Page:Hugo - L'Année terrible, 1872.djvu/195

La bibliothèque libre.
Cette page n’a pas encore été corrigée


Nous puiserons en eux l’ardeur de châtier.
Sur ce hautain métal et sur ce marbre altier,
Oh ! comme on cherchera d’un œil mélancolique
Tous ces fiers vétérans, fils de la République!
Car l’heure de la chute est l’heure de l’orgueil;
Car la défaite augmente, aux yeux du peuple en deuil,
Le resplendissement farouche des trophées;
Les âmes de leur feu se sentent réchauffées;
La vision des grands est salubre aux petits.
Nous éterniserons ces monuments, bâtis
Par les morts dont survit l’œuvre extraordinaire;
Ces morts puissants jadis passaient dans le tonnerre,
Et de leur marche encore on entend les éclats;
Et les pâles vivants d’à présent sont, hélas!
Moins qu’eux dans la lumière et plus qu’eux dans la tombe.

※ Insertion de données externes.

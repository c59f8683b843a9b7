use rand::Rng;
use std::time::Duration;
use tokio::time::{interval, Interval};

/// Draws the effective election timeout, uniform on [base, 2 * base).
/// Randomization desynchronizes candidates and avoids repeated split votes.
pub fn random_election_timeout(base_ms: u64) -> Duration {
    let mut rng = rand::thread_rng();
    let timeout_ms = rng.gen_range(base_ms..base_ms * 2);
    Duration::from_millis(timeout_ms)
}

/// Creates the leader's heartbeat interval. The first tick completes
/// immediately, so a fresh leader announces itself without delay.
pub fn heartbeat_interval(interval_ms: u64) -> Interval {
    interval(Duration::from_millis(interval_ms))
}
use tokio::signal::unix::{signal, SignalKind};

use crate::election::LeaderElection;

/// Runs a group of election drivers until SIGTERM or SIGINT arrives, then
/// walks each one through its shutdown: timers stop, the in-flight vote
/// round is cancelled, and the member silently drops out of its topics.
///
/// Returns once every driver has stopped. Failing to install the signal
/// handlers is the only error.
pub async fn run_until_signal(elections: &[LeaderElection]) -> std::io::Result<()> {
    let mut sigterm = signal(SignalKind::terminate())?;
    let mut sigint = signal(SignalKind::interrupt())?;

    tokio::select! {
        _ = sigterm.recv() => {
            tracing::info!("Received SIGTERM, stopping election drivers");
        }
        _ = sigint.recv() => {
            tracing::info!("Received SIGINT, stopping election drivers");
        }
    }

    for election in elections {
        tracing::debug!(
            member_id = %election.member_id(),
            topic = %election.topic(),
            "stopping election driver"
        );
        election.shutdown().await;
    }

    Ok(())
}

Ecoutez, c’est la pioche ! écoutez, c’est la bombe
Qui donc fait bombarder ? qui donc fait démolir ?
Vous!

                         *

Le penseur frémit, pareil au vieux roi Lear
Qui parle à la tempête et lui fait des reproches.
Quels signes effrayants! d’affreux jours sont-ils proches ?
Est-ce que l'avenir peut être assassiné?